» **Task details**
In the entries below, find every line with the string "this" and copy it.

» **Extracted information**
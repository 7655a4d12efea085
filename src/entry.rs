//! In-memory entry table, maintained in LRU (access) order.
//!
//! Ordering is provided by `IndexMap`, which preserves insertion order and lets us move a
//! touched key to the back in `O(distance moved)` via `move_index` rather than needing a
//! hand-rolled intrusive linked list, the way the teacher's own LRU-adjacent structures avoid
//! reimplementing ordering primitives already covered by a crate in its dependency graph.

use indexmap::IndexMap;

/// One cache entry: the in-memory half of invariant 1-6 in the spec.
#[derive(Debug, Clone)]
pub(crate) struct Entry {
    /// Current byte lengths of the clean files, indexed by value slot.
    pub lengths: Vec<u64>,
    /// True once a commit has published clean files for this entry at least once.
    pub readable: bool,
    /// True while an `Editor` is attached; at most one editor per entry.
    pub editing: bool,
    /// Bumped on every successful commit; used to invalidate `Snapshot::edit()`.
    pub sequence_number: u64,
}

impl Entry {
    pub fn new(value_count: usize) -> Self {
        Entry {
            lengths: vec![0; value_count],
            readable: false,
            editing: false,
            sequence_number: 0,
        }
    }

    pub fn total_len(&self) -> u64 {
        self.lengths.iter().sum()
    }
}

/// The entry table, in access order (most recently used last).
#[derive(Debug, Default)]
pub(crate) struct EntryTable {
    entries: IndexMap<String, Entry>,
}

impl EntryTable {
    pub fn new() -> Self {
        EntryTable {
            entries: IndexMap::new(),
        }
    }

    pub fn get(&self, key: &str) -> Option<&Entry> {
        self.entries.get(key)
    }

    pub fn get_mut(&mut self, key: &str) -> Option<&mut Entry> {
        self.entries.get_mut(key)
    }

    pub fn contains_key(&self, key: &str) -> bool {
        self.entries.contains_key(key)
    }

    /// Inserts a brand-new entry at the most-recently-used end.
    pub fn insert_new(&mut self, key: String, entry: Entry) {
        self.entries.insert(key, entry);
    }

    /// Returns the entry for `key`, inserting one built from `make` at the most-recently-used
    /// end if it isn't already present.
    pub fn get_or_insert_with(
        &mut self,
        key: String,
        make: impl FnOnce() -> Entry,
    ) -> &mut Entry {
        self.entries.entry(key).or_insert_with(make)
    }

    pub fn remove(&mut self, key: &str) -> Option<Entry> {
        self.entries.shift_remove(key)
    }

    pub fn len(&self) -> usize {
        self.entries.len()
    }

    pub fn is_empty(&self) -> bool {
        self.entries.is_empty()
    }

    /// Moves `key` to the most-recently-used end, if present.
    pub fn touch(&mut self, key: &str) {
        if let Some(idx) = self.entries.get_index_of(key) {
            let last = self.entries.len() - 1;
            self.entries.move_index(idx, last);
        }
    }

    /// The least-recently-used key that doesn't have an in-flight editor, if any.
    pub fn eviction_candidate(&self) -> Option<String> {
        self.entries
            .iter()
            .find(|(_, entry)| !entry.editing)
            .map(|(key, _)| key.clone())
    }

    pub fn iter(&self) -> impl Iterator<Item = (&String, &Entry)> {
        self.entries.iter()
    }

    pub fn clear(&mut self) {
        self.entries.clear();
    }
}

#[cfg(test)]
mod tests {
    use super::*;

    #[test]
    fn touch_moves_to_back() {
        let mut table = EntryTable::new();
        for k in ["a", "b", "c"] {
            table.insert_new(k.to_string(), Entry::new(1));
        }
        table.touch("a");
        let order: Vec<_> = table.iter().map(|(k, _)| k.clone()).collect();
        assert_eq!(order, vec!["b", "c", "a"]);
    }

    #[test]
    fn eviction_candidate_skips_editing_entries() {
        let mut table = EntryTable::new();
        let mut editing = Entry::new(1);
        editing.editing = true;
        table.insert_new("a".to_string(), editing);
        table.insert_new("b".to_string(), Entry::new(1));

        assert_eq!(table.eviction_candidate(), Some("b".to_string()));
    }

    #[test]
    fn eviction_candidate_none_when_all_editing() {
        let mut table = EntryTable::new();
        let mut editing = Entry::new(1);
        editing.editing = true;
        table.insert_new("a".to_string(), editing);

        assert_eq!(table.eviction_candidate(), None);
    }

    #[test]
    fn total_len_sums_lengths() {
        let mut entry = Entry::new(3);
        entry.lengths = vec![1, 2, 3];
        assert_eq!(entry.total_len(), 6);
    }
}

--

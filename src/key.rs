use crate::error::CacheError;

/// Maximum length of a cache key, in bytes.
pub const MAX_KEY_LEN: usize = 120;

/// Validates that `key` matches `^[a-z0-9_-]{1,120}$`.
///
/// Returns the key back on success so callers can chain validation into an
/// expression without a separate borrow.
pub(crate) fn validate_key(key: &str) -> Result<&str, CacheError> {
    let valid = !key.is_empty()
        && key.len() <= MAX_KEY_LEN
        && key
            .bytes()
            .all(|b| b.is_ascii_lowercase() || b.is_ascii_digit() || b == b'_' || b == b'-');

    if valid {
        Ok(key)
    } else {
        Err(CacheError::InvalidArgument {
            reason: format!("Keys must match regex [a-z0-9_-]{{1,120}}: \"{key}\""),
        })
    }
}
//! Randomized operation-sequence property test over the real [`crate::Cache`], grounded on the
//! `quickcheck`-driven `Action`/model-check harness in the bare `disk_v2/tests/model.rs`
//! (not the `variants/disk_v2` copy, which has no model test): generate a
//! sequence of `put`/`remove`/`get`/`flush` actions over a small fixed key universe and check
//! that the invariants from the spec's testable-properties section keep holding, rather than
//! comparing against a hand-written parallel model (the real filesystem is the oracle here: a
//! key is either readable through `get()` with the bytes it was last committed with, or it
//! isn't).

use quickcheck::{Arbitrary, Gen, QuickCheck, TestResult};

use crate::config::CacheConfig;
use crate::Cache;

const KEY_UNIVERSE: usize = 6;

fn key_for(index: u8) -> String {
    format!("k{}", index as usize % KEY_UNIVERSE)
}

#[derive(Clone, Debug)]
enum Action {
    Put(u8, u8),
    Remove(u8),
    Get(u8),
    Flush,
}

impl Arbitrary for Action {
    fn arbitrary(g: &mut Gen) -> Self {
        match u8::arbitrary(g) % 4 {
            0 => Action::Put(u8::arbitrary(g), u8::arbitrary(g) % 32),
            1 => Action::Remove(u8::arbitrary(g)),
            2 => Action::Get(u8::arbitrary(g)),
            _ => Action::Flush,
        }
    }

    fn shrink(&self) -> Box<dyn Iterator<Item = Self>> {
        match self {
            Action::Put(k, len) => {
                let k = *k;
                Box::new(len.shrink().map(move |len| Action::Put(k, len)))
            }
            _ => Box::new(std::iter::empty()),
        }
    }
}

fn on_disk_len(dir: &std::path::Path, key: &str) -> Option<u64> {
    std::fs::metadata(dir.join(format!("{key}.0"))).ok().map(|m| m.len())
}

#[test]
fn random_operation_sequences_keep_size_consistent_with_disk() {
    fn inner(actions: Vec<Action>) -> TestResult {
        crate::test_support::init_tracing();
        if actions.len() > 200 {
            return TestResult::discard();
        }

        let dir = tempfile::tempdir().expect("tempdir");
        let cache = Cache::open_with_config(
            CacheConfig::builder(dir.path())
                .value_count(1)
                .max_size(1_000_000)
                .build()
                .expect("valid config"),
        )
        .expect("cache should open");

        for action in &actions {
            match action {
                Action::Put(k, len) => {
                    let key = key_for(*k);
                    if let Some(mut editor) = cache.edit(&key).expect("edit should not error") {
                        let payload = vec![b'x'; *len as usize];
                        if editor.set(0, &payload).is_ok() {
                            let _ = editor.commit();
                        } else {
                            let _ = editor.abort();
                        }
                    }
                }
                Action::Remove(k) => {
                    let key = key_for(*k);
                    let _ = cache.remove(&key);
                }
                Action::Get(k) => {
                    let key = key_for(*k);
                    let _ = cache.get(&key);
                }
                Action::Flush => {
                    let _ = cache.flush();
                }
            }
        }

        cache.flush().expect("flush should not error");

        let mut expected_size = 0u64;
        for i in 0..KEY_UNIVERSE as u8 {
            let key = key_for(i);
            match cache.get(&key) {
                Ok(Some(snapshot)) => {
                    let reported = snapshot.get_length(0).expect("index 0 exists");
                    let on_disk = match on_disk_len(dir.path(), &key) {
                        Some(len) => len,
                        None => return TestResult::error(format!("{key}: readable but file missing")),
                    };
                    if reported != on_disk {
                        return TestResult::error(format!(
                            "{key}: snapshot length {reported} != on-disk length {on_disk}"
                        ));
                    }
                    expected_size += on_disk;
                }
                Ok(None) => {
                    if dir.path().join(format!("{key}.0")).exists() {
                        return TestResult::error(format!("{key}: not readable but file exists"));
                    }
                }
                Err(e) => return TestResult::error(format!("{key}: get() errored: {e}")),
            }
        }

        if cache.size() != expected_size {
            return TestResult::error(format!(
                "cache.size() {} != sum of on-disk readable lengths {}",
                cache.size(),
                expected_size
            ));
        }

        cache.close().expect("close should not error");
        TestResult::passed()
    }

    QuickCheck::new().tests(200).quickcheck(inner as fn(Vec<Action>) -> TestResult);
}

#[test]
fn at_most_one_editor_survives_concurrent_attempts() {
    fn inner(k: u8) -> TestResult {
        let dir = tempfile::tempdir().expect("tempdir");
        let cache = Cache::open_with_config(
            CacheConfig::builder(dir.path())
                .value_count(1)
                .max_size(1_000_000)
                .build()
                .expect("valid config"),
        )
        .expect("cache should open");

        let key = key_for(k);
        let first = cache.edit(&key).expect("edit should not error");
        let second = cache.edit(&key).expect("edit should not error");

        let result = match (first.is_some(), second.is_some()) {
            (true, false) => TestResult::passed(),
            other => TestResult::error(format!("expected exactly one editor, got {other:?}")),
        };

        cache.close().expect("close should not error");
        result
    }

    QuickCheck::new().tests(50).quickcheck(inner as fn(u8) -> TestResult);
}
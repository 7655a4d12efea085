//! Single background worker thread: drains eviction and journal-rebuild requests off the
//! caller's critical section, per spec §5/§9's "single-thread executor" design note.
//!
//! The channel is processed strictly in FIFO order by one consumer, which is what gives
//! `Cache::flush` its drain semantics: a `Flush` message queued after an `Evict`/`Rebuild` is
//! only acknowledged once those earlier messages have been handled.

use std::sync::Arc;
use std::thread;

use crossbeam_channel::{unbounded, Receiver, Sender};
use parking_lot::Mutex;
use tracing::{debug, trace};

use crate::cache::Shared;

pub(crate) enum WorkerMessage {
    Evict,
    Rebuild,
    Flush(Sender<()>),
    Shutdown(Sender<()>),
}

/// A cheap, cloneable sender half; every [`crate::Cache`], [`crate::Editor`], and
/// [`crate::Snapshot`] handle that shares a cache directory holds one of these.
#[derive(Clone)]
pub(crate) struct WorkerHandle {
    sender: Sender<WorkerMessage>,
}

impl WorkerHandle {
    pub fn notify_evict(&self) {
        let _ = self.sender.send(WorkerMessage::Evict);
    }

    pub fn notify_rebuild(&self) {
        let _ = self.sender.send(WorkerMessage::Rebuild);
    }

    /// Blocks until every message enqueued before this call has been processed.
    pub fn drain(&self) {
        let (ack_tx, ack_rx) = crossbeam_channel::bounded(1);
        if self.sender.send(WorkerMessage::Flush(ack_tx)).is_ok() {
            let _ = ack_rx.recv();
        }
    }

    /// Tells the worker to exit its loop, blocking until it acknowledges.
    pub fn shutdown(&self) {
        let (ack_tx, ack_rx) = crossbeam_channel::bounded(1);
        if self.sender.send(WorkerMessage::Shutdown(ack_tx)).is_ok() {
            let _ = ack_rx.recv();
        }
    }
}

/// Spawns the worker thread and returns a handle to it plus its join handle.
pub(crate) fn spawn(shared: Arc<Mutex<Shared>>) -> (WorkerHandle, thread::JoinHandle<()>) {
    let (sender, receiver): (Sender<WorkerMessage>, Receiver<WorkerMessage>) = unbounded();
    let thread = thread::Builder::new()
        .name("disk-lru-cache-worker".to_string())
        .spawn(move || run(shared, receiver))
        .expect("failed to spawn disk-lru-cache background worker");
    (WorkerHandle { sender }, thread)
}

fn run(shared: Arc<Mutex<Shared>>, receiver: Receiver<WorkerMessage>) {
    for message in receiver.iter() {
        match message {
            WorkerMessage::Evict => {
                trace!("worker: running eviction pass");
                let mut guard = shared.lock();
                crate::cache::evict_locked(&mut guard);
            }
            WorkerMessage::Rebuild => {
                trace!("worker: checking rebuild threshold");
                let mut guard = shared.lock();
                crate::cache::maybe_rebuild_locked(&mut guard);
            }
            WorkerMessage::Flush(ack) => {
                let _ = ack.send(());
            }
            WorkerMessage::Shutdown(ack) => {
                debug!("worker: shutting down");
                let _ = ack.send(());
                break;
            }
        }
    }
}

» **Answer section**
    /// True once a commit has published clean files for this entry at least once.
    /// Blocks until every message enqueued before this call has been processed.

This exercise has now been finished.